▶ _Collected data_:
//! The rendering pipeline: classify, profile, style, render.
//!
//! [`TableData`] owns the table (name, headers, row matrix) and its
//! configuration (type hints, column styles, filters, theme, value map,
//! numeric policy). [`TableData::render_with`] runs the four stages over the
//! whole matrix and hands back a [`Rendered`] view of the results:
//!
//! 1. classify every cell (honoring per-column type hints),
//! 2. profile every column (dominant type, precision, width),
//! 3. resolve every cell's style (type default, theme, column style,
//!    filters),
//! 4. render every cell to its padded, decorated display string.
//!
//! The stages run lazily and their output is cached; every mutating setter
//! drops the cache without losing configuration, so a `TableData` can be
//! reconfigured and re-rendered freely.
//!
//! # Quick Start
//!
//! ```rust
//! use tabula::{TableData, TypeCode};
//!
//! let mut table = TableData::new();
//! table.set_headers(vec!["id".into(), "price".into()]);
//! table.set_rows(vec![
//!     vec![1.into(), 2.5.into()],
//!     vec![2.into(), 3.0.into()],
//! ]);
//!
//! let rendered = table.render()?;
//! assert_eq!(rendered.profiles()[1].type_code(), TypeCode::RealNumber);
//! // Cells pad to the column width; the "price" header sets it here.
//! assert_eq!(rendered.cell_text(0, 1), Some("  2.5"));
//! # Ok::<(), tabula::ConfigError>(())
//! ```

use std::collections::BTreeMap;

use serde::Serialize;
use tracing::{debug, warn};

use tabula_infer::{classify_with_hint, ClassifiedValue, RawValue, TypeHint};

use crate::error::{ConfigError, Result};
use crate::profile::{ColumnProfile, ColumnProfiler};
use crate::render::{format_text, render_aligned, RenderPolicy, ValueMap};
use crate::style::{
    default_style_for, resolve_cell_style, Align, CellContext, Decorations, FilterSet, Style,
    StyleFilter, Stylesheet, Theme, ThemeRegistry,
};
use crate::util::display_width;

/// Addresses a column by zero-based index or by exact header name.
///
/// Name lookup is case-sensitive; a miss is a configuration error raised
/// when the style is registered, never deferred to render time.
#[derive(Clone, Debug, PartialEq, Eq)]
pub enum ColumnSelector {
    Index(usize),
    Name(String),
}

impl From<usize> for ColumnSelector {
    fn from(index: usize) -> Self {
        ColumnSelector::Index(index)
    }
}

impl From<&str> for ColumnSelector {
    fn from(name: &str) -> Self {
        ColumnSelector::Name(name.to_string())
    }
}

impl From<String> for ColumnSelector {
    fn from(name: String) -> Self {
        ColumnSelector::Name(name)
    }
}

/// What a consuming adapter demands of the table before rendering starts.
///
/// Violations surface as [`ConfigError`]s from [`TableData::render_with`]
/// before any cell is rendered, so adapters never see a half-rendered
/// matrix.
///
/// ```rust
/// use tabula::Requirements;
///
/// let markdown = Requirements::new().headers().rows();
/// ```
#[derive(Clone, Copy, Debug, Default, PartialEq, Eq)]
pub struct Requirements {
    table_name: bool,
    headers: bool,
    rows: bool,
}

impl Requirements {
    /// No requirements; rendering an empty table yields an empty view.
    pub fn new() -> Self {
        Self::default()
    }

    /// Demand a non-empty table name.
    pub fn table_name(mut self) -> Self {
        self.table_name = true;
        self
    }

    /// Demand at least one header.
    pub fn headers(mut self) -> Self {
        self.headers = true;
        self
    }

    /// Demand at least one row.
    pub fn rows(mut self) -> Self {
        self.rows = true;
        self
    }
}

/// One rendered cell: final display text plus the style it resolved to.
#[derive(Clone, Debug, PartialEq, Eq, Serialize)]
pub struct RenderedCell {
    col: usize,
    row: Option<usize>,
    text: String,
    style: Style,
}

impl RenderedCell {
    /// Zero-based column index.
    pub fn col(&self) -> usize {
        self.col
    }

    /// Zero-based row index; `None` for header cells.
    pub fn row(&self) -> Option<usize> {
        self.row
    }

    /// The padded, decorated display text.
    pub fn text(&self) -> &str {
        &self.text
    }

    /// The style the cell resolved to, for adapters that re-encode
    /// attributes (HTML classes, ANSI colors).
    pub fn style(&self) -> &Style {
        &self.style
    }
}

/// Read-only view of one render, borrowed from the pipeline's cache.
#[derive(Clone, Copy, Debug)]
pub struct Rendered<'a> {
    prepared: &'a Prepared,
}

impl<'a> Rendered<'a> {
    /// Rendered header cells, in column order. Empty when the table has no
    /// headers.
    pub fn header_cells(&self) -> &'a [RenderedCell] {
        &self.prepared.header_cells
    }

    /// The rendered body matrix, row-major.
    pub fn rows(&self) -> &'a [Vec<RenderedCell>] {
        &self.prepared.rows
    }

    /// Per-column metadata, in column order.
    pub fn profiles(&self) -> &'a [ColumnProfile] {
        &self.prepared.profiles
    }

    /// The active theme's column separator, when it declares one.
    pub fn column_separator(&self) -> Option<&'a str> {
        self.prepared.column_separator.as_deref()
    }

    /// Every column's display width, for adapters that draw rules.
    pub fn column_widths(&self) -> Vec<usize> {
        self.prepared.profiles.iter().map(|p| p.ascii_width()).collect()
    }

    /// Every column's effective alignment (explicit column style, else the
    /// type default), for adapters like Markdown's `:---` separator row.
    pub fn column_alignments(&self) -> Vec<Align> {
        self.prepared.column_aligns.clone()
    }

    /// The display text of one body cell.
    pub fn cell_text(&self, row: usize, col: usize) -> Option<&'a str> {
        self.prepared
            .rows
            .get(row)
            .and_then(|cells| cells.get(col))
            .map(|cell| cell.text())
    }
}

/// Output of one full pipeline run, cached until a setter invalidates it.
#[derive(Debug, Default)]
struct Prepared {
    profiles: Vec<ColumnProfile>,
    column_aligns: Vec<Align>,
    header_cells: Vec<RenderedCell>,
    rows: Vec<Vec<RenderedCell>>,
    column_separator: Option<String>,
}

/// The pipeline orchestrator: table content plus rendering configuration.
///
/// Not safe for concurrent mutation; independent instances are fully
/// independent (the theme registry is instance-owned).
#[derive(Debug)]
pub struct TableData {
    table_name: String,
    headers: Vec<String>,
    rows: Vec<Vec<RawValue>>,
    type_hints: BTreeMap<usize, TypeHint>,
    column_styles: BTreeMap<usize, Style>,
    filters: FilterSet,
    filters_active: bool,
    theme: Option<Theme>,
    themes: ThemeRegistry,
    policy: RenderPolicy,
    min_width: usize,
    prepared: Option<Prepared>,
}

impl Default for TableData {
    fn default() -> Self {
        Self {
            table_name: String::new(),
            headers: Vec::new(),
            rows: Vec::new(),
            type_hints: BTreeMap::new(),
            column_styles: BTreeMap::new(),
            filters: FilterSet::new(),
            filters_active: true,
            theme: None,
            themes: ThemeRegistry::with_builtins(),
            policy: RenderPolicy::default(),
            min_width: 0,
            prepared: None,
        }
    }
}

--

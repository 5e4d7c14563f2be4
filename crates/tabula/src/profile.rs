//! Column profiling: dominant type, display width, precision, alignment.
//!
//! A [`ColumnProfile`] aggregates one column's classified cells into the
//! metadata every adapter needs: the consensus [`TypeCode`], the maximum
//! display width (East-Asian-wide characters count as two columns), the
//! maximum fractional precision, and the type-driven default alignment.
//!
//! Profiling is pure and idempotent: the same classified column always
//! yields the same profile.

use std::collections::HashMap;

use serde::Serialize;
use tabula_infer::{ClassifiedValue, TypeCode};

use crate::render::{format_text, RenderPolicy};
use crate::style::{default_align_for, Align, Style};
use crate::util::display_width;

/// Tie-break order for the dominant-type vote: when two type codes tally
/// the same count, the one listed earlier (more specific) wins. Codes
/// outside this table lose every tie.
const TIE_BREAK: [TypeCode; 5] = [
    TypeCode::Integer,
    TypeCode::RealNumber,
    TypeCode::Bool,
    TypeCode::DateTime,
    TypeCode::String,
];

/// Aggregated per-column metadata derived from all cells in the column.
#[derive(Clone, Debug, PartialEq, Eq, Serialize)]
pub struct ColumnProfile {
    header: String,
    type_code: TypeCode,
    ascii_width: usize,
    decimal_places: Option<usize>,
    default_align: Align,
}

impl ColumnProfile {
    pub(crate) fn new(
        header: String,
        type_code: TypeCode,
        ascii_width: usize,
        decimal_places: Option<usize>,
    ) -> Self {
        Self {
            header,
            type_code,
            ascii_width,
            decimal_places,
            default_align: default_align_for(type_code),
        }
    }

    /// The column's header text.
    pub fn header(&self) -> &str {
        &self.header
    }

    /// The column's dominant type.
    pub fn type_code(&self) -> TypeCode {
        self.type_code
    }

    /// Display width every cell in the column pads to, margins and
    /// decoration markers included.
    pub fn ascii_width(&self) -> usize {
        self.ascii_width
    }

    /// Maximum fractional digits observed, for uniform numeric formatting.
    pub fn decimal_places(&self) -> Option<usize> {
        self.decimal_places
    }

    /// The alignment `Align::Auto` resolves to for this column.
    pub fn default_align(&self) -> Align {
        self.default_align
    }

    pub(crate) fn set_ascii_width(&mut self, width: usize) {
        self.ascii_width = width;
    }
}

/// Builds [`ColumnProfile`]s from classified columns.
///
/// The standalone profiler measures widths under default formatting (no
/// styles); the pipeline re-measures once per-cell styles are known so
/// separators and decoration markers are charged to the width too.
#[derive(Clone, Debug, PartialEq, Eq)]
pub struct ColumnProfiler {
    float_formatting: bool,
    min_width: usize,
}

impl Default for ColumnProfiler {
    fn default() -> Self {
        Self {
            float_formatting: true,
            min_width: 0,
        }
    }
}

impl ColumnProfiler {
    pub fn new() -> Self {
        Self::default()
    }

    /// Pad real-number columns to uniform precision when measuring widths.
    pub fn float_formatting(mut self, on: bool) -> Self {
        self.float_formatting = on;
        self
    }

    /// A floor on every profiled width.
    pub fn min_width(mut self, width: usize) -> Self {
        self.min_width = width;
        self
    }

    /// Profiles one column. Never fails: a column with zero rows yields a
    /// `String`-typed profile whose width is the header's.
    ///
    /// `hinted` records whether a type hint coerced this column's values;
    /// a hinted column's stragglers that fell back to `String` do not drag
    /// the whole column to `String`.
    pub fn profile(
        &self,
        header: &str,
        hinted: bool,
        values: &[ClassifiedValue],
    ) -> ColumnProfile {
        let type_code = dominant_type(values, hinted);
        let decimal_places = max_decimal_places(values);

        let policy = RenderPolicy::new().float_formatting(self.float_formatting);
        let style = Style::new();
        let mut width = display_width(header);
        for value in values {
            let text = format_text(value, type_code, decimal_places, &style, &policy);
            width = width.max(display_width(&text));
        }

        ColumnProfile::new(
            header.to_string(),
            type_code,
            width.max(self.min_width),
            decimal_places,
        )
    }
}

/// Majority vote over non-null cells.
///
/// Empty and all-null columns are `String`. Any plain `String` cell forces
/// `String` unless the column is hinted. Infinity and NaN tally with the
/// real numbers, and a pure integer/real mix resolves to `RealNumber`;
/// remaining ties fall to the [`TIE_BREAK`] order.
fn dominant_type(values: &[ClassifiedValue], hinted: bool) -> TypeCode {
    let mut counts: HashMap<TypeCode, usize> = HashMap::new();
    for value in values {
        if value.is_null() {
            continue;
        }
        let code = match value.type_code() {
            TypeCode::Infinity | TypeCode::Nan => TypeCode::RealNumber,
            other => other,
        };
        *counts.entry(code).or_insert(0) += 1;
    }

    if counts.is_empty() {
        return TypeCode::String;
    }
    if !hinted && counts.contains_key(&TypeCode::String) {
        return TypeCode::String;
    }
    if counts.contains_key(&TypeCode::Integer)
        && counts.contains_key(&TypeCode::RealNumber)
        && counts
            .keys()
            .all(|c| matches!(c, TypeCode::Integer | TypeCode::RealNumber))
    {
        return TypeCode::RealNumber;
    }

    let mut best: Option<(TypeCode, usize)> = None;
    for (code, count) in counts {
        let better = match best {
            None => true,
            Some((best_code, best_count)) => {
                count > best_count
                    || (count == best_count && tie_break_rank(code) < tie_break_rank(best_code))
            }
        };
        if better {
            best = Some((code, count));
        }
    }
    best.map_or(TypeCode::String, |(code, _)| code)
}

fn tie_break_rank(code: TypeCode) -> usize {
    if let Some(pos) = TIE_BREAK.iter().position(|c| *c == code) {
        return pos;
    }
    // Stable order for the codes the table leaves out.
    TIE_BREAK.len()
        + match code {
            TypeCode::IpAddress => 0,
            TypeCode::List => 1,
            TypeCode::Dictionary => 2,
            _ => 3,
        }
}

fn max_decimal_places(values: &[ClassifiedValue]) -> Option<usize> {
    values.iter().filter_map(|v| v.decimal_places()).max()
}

==

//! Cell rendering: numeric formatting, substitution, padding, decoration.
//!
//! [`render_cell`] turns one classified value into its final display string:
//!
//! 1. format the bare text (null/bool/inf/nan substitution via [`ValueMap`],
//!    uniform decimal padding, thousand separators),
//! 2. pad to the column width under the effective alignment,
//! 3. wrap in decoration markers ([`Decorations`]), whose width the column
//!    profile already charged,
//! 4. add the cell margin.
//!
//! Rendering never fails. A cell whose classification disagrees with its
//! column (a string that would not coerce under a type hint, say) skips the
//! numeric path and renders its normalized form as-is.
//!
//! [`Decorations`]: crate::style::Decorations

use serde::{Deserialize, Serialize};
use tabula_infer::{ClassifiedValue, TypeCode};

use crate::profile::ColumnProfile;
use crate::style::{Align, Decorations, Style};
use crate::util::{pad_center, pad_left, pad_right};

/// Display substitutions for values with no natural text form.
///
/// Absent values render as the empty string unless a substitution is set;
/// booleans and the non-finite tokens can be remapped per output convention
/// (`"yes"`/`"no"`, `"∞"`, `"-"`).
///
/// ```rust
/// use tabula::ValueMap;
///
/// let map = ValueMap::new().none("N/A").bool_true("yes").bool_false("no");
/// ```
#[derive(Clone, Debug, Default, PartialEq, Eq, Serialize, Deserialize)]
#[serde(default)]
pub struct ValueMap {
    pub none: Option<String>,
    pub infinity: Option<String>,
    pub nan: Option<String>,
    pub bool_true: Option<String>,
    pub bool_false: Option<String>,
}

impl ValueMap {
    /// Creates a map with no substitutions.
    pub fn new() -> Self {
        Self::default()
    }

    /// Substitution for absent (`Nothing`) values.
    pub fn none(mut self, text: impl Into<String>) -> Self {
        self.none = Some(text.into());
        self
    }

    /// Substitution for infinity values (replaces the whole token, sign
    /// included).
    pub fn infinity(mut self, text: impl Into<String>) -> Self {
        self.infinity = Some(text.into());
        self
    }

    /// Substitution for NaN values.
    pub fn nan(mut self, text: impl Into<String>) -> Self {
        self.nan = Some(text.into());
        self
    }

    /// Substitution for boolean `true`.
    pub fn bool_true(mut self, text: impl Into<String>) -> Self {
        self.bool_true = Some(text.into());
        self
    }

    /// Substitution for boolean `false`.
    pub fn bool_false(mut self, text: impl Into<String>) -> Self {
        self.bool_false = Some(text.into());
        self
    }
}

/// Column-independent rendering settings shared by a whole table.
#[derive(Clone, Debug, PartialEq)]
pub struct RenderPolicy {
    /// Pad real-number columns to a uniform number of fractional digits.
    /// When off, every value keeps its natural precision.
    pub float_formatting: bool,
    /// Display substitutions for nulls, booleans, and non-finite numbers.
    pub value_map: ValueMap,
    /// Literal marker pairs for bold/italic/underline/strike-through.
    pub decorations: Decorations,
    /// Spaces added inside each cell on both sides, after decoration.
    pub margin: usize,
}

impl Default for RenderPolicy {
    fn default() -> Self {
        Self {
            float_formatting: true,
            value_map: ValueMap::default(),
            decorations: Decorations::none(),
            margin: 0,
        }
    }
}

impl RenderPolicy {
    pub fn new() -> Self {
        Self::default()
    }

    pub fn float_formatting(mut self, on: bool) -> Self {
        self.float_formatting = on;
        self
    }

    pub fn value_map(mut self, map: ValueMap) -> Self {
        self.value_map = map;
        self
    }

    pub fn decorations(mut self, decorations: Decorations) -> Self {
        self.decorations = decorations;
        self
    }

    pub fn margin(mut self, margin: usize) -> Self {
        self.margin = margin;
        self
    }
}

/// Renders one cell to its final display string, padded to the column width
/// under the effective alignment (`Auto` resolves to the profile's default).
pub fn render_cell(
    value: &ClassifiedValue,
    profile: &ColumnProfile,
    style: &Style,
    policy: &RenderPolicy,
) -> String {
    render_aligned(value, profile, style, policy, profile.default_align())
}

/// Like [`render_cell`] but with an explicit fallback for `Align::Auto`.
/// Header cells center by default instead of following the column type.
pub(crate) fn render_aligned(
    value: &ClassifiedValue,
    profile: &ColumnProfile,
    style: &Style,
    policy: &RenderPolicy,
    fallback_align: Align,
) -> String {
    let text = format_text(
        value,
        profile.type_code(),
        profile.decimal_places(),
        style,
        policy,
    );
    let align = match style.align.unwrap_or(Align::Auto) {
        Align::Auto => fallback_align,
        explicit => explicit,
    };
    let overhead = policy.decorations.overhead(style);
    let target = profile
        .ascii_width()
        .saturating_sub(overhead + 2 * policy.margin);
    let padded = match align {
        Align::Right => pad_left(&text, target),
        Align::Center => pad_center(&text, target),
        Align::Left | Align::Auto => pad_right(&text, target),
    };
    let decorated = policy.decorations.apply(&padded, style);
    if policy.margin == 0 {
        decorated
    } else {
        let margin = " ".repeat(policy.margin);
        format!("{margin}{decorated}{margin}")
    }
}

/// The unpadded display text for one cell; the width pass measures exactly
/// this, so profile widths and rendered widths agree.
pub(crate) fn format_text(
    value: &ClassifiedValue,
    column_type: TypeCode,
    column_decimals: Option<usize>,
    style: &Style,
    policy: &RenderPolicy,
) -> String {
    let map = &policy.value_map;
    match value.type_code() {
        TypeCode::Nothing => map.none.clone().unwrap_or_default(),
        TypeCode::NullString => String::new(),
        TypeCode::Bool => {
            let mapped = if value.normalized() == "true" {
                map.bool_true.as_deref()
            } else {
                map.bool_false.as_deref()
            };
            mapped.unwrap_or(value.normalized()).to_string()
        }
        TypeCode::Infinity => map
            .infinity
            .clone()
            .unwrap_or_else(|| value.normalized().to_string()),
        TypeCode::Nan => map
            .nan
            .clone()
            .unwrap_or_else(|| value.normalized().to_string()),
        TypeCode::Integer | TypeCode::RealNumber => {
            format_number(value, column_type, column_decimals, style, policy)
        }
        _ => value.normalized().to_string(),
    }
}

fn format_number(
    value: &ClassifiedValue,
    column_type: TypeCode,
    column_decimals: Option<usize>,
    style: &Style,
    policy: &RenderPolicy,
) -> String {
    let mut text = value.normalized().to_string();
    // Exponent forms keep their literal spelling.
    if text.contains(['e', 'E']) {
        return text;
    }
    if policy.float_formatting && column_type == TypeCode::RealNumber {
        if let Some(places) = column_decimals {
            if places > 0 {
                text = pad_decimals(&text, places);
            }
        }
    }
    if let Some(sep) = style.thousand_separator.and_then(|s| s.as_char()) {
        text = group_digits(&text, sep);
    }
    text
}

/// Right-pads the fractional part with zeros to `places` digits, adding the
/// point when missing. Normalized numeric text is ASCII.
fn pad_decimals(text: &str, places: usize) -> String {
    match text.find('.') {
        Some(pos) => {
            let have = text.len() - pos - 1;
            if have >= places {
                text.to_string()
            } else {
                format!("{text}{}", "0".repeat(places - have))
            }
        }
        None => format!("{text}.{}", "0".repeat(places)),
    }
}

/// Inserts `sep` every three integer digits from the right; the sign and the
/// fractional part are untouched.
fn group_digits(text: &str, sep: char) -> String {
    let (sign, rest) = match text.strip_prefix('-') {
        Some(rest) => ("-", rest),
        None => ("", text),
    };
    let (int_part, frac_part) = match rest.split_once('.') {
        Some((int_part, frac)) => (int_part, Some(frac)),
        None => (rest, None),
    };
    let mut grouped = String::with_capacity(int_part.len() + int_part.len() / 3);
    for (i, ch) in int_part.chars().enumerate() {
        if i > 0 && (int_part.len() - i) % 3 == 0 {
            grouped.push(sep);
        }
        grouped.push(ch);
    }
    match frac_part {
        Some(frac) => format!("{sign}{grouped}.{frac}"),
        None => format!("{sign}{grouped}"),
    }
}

▶ _WHAT THE TASK REQUIRES_:
Where the word "separators" appears in a line of the entries, copy that line.

▶ _SOLUTION BELOW_:
/// separators and decoration markers are charged to the width too.
//!    uniform decimal padding, thousand separators),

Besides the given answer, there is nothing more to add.